Even tenured professors are lucky if they make six figures.


DP. Oh baloney. It’s not 1985.


SPend some quality time with this data, it will tell you the truth about professor salaries (at least for state schools in virginia) in 2017-2018:

http://data.richmond.com/salaries/2016/state


Anonymous
Shocking. No wonder tuition is so high. Ridulous.
Anonymous
Full prof in social sciences. I make abt 100k as do most of my colleagues. No one i know makes 200k.
Anonymous
Anonymous wrote:
Anonymous wrote:Some salaries in higher ed are inflated for sure, especially in administration and business and law schools. but MBAs and JD programs are also piggie banks for the school because students pay full freight. And as others have said this does not apply to your average sociology professor, especially pre-tenure. my friend who was at the top of his field at an Ivy in a humanities niche made less than I did (7 years into teAching) in my first job out of law school as a law clerk! Now he makes $150k after 10 years of tenure (in NYC, so adjust for COL). A nice job but not a boondoggle.

Humanities super super stars can make bank (by switching schools and bidding up their salaries) but this is rare.


Right, but what’s the market, outside of academia, for someone with a degree in a “humanities niche”? There is no market.

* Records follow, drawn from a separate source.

use clap::{Parser, Subcommand};
use std::path::PathBuf;

#[derive(Parser)]
#[command(name = "fragstore")]
#[command(author, version, about = "Fragment storage and conversion server")]
pub struct Cli {
    /// Path to config file
    #[arg(short, long, global = true)]
    pub config: Option<PathBuf>,

    /// Enable verbose logging
    #[arg(short, long, global = true)]
    pub verbose: bool,

    #[command(subcommand)]
    pub command: Commands,
}

#[derive(Subcommand)]
pub enum Commands {
    /// Start the fragment server
    Start {
        /// Host to bind to
        #[arg(long, default_value = "0.0.0.0")]
        host: String,

        /// Port to listen on
        #[arg(short, long, default_value = "8080")]
        port: u16,
    },

    /// Validate configuration file
    Validate {
        /// Config file to validate (uses default if not specified)
        config: Option<PathBuf>,
    },

    /// Display version information
    Version,

    /// Generate a bcrypt password hash for authentication
    HashPassword {
        /// Password to hash
        password: String,
    },

    /// Generate a random API key for programmatic access
    GenerateApiKey,
}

Why is that a relevant question? The job of a professor is to be a professor in a university, so comparing them to someone on the general job market doesn't make any sense. At any rate, someone smart and hard-working enough to get tenure at an Ivy and be at the top of their field would likely do just fine outside of a university setting as well.
Anonymous
The 2 guys on that list from UVA making $500K are a very established cardiovascular surgeon and eye surgeon.
Those are some of the outlier fields in medicine..it's not surprising that the university pays them that much.
They'd make similar in private practice at that point in their careers.. they're in the most lucrative medical fields.
Anonymous
DH is a couple years away from tenure in a STEM field. He makes just over $100k and expects a 20% bump with tenure and no huge increases after that unless his research really takes off. I don’t feel it’s a particularly lucrative career path given his education and skills. His friends from grad school and post-doc years who couldn’t get faculty jobs tend to make more money as industry scientists or in medical sales. He made much less than his current salary through grad school and post docs - into his early 30s.

I think his is a much more typical scenario for a professor, and salaries are even more grim in the humanities.
Anonymous
I used to work at a DC university in public health about three years ago. They hired assistant profs at $85-$95 and most with tenure weren't earning much above $115k. A few rockstars out of many earned closer to $200k. The state research university I worked at in the midwest had tenured people at the END of their careers earning $120k max (most were in the $80k range).

You have to really love the subject matter (or like not having to dress a particular way), because you'll never be rich being a professor.